Boehner even pushed for administrative compliance with one of President Obama’s executive orders. In 2010, he asked Obama for a progress report on implementation of an executive order banning taxpayer funding for abortion in Obamacare. In a letter to then-Secretary of Health and Human Services Kathleen Sebelius, he noted that the order had “paved the way” for the law’s passage and that the lack of update on implementation “does little to diminish widespread skepticism about the administration’s commitment to enforcing the Executive Order and preventing the law law from increasing federal support for abortion.”

Most likely this comes about in response to demands from the far right wing base. It has cost the Republicans a fortune to block most Tea Party challenges in the primaries this year. In the process the establishment Republican Party has become almost as radical as the Tea Party and is forced to pull stunts such as this. It is largely a way to appease those who are demanding impeachment after the Republicans saw how that worked for them when they tried it against Bill Clinton. I imagine many Democrats would love to see the Republicans try impeachment. For now they will have to settle for this, already using the threatened law suit to raise money.

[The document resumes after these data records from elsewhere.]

use sqlparser::ast::{TableFactor, TableWithJoins};

use super::{ExtractionContext, set_expr::extract_from_set_expr};
use crate::query::types::TableRef;

pub fn extract_from_table_with_joins(table: &TableWithJoins, ctx: &mut ExtractionContext) {
    extract_from_table_factor(&table.relation, ctx);
    for join in &table.joins {
        extract_from_table_factor(&join.relation, ctx);
    }
}

pub fn extract_from_table_factor(table_factor: &TableFactor, ctx: &mut ExtractionContext) {
    match table_factor {
        TableFactor::Table {
            name,
            alias,
            ..
        } => {
            let alias = alias.as_ref().map(|a| a.name.value.as_str());
            ctx.tables.push(TableRef::parse(&name.to_string(), alias));
        }
        TableFactor::Derived {
            subquery, ..
        } => {
            // derived tables contribute their tables, not their predicates
            let mut sub = ExtractionContext::default();
            extract_from_set_expr(&subquery.body, &mut sub);
            ctx.tables.extend(sub.tables);
            ctx.has_subquery = true;
        }
        TableFactor::NestedJoin {
            table_with_joins, ..
        } => extract_from_table_with_joins(table_with_joins, ctx),
        _ => {}
    }
}
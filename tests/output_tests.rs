// SPDX-FileCopyrightText: 2025 RAprogramm
// SPDX-License-Identifier: MIT

use sql_advisor::{
    advisor::{AdviseRequest, Advisor},
    config::Config,
    output::{AdviceEntry, OutputFormat, OutputOptions, format_advice, format_rules},
    suppression::SuppressionSet
};

fn entries() -> Vec<AdviceEntry> {
    let advisor = Advisor::from_config(&Config::default()).unwrap();
    let response = advisor
        .advise(&AdviseRequest::new("select * from t where id = 1"))
        .unwrap()
        .unwrap();
    vec![
        AdviceEntry::Advice(response),
        AdviceEntry::Error {
            sql:   "select * from".to_string(),
            error: "syntax error: unexpected end of input".to_string()
        },
    ]
}

fn plain(format: OutputFormat) -> OutputOptions {
    OutputOptions {
        format,
        colored: false
    }
}

#[test]
fn test_default_options() {
    let opts = OutputOptions::default();
    assert_eq!(opts.format, OutputFormat::Text);
    assert!(opts.colored);
}

#[test]
fn test_json_advice() {
    let output = format_advice(&entries(), &plain(OutputFormat::Json));
    let value: serde_json::Value = serde_json::from_str(&output).unwrap();
    let items = value.as_array().unwrap();
    assert_eq!(items.len(), 2);
    assert_eq!(items[0]["finger_print"], "select * from t where id = ?");
    assert_eq!(items[0]["finger_print_id"].as_str().unwrap().len(), 16);
    assert_eq!(items[0]["heuristic_suggest"]["COL.001"]["severity"], "Warning");
    assert_eq!(items[1]["sql"], "select * from");
    assert!(items[1]["error"].as_str().unwrap().contains("syntax error"));
}

#[test]
fn test_yaml_advice() {
    let output = format_advice(&entries(), &plain(OutputFormat::Yaml));
    assert!(output.contains("finger_print:"));
    assert!(output.contains("COL.001"));
}

#[test]
fn test_text_advice() {
    let output = format_advice(&entries(), &plain(OutputFormat::Text));
    assert!(output.contains("Statement #1 ["));
    assert!(output.contains("select * from t where id = ?"));
    assert!(output.contains("COL.001"));
    assert!(output.contains("Statement #2"));
    assert!(output.contains("syntax error"));
    assert!(output.starts_with("Statement #1"));
    let summary = output.lines().last().unwrap();
    assert!(summary.starts_with("2 statement(s)"));
    assert!(summary.ends_with("1 error(s)"));
    assert!(!output.contains("\x1b["));
}

#[test]
fn test_text_without_findings() {
    let advisor = Advisor::from_config(&Config::default()).unwrap();
    let response = advisor
        .advise(&AdviseRequest::new("select id from t where id = 1 order by id"))
        .unwrap()
        .unwrap();
    let output = format_advice(&[AdviceEntry::Advice(response)], &plain(OutputFormat::Text));
    assert!(output.contains("no suggestions"));
}

#[test]
fn test_empty_json_is_array() {
    assert_eq!(format_advice(&[], &plain(OutputFormat::Json)), "[]");
}

#[test]
fn test_rules_listing() {
    let advisor = Advisor::from_config(&Config::default()).unwrap();
    let suppression = SuppressionSet::from_patterns(&["ALI.*"], advisor.registry()).unwrap();
    let output = format_rules(advisor.registry(), &suppression, &plain(OutputFormat::Json));
    let value: serde_json::Value = serde_json::from_str(&output).unwrap();
    let rules = value.as_array().unwrap();
    assert!(rules.iter().all(|r| r["id"] != "OK"));
    let ali = rules.iter().find(|r| r["id"] == "ALI.001").unwrap();
    assert_eq!(ali["suppressed"], true);
    let col = rules.iter().find(|r| r["id"] == "COL.001").unwrap();
    assert_eq!(col["suppressed"], false);
    assert_eq!(col["category"], "Performance");
}

#[test]
fn test_rules_text_marks_suppressed() {
    let advisor = Advisor::from_config(&Config::default()).unwrap();
    let suppression = SuppressionSet::from_patterns(&["COL.001"], advisor.registry()).unwrap();
    let output = format_rules(advisor.registry(), &suppression, &plain(OutputFormat::Text));
    let line = output
        .lines()
        .find(|l| l.starts_with("COL.001"))
        .unwrap();
    assert!(line.ends_with("(suppressed)"));
}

Democrats have been more successful than Republicans in raising money so far this year with small Democratic donors contributing more to the Democrats than people like the Koch Brothers are donating to the Republicans.  This is undoubtedly coming from a small percentage of the country which is more politically engaged. Ideally we would have a higher percentage of the voters outraged by the Republican tactics and abuse of the democratic process. This is unlikely to occur as the Democrats lack the ability to make an issue out of the ways in which the Republicans abuse the system. Of course it is harder to make voters aware of such problems in a country in which only 40 percent are aware of which party controls which house of Congress.